In most responders, overactive bladder symptom improvement sustained to three years
THURSDAY, July 25 (HealthDay News) -- Percutaneous tibial nerve stimulation with the Urgent PC Neuromodulation System offers sustained overactive bladder symptom improvement after three years of therapy, according to a study published in the June issue of The Journal of Urology.
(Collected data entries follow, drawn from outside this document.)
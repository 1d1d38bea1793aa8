//! Named, parent-chainable templates.
//!
//! Templates are compiled into a shared [`minijinja::Environment`] when they
//! are added, so syntax errors surface at load time. [`TemplateRegistryBuilder::build`]
//! rejects chains that loop or name a missing parent, so rendering can walk
//! a chain without guarding against non-termination.

use std::collections::{HashMap, HashSet};

use minijinja::{AutoEscape, Environment, Value};
use serde::Deserialize;

use crate::node::Scalar;

/// Template definition as read from a YAML file.
#[derive(Clone, Debug, Default, Deserialize, PartialEq)]
#[serde(default)]
pub struct TemplateDefinition {
    pub parent: Option<Scalar>,
    pub description: Option<Scalar>,
    pub created: Option<Scalar>,
    pub last_modified: Option<Scalar>,
    pub mime_type: Option<Scalar>,
    pub engine: Option<Scalar>,
    pub content: Option<Scalar>,
    pub content_file: Option<Scalar>,
}

/// A named render unit.
#[derive(Clone, Debug, Default, PartialEq, Eq)]
pub struct Template {
    /// Lower-cased name given by the loader.
    pub name: String,
    /// Lower-cased name of the enclosing template. Empty ends the chain.
    pub parent: String,
    pub description: String,
    pub created: Option<i64>,
    pub last_modified: Option<i64>,
    pub mime_type: String,
    /// Informational only.
    pub engine: String,
    /// Template source.
    pub content: String,
    /// Content file named by the definition, relative to it.
    pub content_file: Option<String>,
}

impl Template {
    /// Create a template with the given name, parent, MIME type and source.
    #[must_use]
    pub fn new(name: &str, parent: &str, mime_type: &str, content: &str) -> Self {
        Self {
            name: name.trim().to_lowercase(),
            parent: parent.trim().to_lowercase(),
            mime_type: mime_type.to_owned(),
            content: content.to_owned(),
            ..Self::default()
        }
    }

    /// Build a template from its parsed definition.
    #[must_use]
    pub fn from_definition(name: &str, def: TemplateDefinition) -> Self {
        let text = |v: Option<Scalar>| v.map(Scalar::into_text).unwrap_or_default();
        let timestamp = |v: Option<Scalar>| {
            text(v)
                .trim()
                .parse::<i64>()
                .ok()
                .filter(|&t| t != -1)
        };
        let content_file = text(def.content_file);
        Self {
            name: name.trim().to_lowercase(),
            parent: text(def.parent).trim().to_lowercase(),
            description: text(def.description),
            created: timestamp(def.created),
            last_modified: timestamp(def.last_modified),
            mime_type: text(def.mime_type).trim().to_owned(),
            engine: text(def.engine).trim().to_lowercase(),
            content: text(def.content),
            content_file: (!content_file.trim().is_empty()).then_some(content_file),
        }
    }

    /// Whether this template ends its chain.
    #[must_use]
    pub fn is_root(&self) -> bool {
        self.parent.is_empty()
    }
}

/// Error raised while building or rendering templates.
#[derive(Debug, thiserror::Error)]
pub enum TemplateError {
    #[error("template `{name}` failed to parse: {source}")]
    Syntax {
        name: String,
        #[source]
        source: minijinja::Error,
    },
    #[error("template chain starting at `{name}` revisits `{repeated}`")]
    Cycle { name: String, repeated: String },
    #[error("template `{name}` names missing parent `{parent}`")]
    MissingParent { name: String, parent: String },
    #[error("template `{0}` not found")]
    NotFound(String),
    #[error("template `{name}` failed to render: {source}")]
    Render {
        name: String,
        #[source]
        source: minijinja::Error,
    },
}

/// Immutable set of compiled templates with validated chains.
pub struct TemplateRegistry {
    templates: HashMap<String, Template>,
    env: Environment<'static>,
}

impl std::fmt::Debug for TemplateRegistry {
    fn fmt(&self, f: &mut std::fmt::Formatter<'_>) -> std::fmt::Result {
        let mut names: Vec<_> = self.templates.keys().collect();
        names.sort();
        f.debug_struct("TemplateRegistry")
            .field("templates", &names)
            .finish_non_exhaustive()
    }
}

impl TemplateRegistry {
    /// Look up a template by name (case-insensitive).
    #[must_use]
    pub fn get(&self, name: &str) -> Option<&Template> {
        self.templates.get(&name.trim().to_lowercase())
    }

    #[must_use]
    pub fn len(&self) -> usize {
        self.templates.len()
    }

    #[must_use]
    pub fn is_empty(&self) -> bool {
        self.templates.is_empty()
    }

    /// The chain starting at `name`, innermost first.
    pub fn chain(&self, name: &str) -> Result<Vec<&Template>, TemplateError> {
        let mut current = self
            .get(name)
            .ok_or_else(|| TemplateError::NotFound(name.to_owned()))?;
        let mut chain = vec![current];
        while !current.is_root() {
            current = self
                .get(&current.parent)
                .ok_or_else(|| TemplateError::NotFound(current.parent.clone()))?;
            chain.push(current);
        }
        Ok(chain)
    }

    /// Execute one template layer with the given context.
    pub fn render_layer(&self, name: &str, context: Value) -> Result<String, TemplateError> {
        let render_error = |source| TemplateError::Render {
            name: name.to_owned(),
            source,
        };
        let compiled = self.env.get_template(name).map_err(render_error)?;
        compiled.render(context).map_err(render_error)
    }
}

/// Builder for [`TemplateRegistry`].
pub struct TemplateRegistryBuilder {
    templates: HashMap<String, Template>,
    env: Environment<'static>,
}

impl Default for TemplateRegistryBuilder {
    fn default() -> Self {
        Self::new()
    }
}

impl TemplateRegistryBuilder {
    #[must_use]
    pub fn new() -> Self {
        let mut env = Environment::new();
        // Layers embed markup produced by inner layers and node content.
        env.set_auto_escape_callback(|_| AutoEscape::None);
        env.set_keep_trailing_newline(true);
        Self {
            templates: HashMap::new(),
            env,
        }
    }

    /// Compile and add a template.
    ///
    /// A template that fails to parse is not added. Adding a template with
    /// an existing name replaces it.
    pub fn add(&mut self, template: Template) -> Result<(), TemplateError> {
        self.env
            .add_template_owned(template.name.clone(), template.content.clone())
            .map_err(|source| TemplateError::Syntax {
                name: template.name.clone(),
                source,
            })?;
        self.templates.insert(template.name.clone(), template);
        Ok(())
    }

    /// Validate every chain and freeze the registry.
    pub fn build(self) -> Result<TemplateRegistry, TemplateError> {
        let mut names: Vec<_> = self.templates.keys().collect();
        names.sort();
        for name in names {
            self.check_chain(name)?;
        }
        Ok(TemplateRegistry {
            templates: self.templates,
            env: self.env,
        })
    }

    fn check_chain(&self, start: &str) -> Result<(), TemplateError> {
        let mut seen = HashSet::from([start]);
        let mut current = &self.templates[start];
        while !current.is_root() {
            let parent = current.parent.as_str();
            if !seen.insert(parent) {
                return Err(TemplateError::Cycle {
                    name: start.to_owned(),
                    repeated: parent.to_owned(),
                });
            }
            current = self
                .templates
                .get(parent)
                .ok_or_else(|| TemplateError::MissingParent {
                    name: current.name.clone(),
                    parent: parent.to_owned(),
                })?;
        }
        Ok(())
    }
}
Kenneth M. Peters, M.D., from Beaumont Health System in Royal Oak, Mich., and colleagues assessed long-term outcomes for 50 participants from the Sham Effectiveness in Treatment of Overactive Bladder Symptoms Trial who met the primary effectiveness end point after 12 weekly percutaneous tibial nerve stimulation treatments and were enrolled in the Sustained Therapeutic Effects of Percutaneous Tibial Nerve Stimulation (STEP) study. Participants were prescribed a fixed-schedule 14-week tapering protocol followed by a personal treatment plan to maintain overactive bladder symptom improvement.
The researchers found that the 29 patients who completed the 36-month protocol received a median of 1.1 treatments per month after the tapering protocol. At three years, an estimated 77 percent of patients maintained moderate or marked improvement in overactive bladder symptoms. There were significant decreases in median voids per day (12.0 at baseline to 8.7); nighttime voids per night (2.7 to 1.7); and urge incontinence episodes per day (3.3 to 0.3). Through three years, all quality-of-life parameters remained significantly improved versus baseline. Two mild treatment-related adverse events were experienced by one patient.
"Most STEP participants with an initial positive response to 12 weekly percutaneous tibial nerve stimulation treatments safely sustained overactive bladder symptom improvement to three years with an average of one treatment per month," the authors write.
Several authors disclosed financial ties to the pharmaceutical and medical device industries.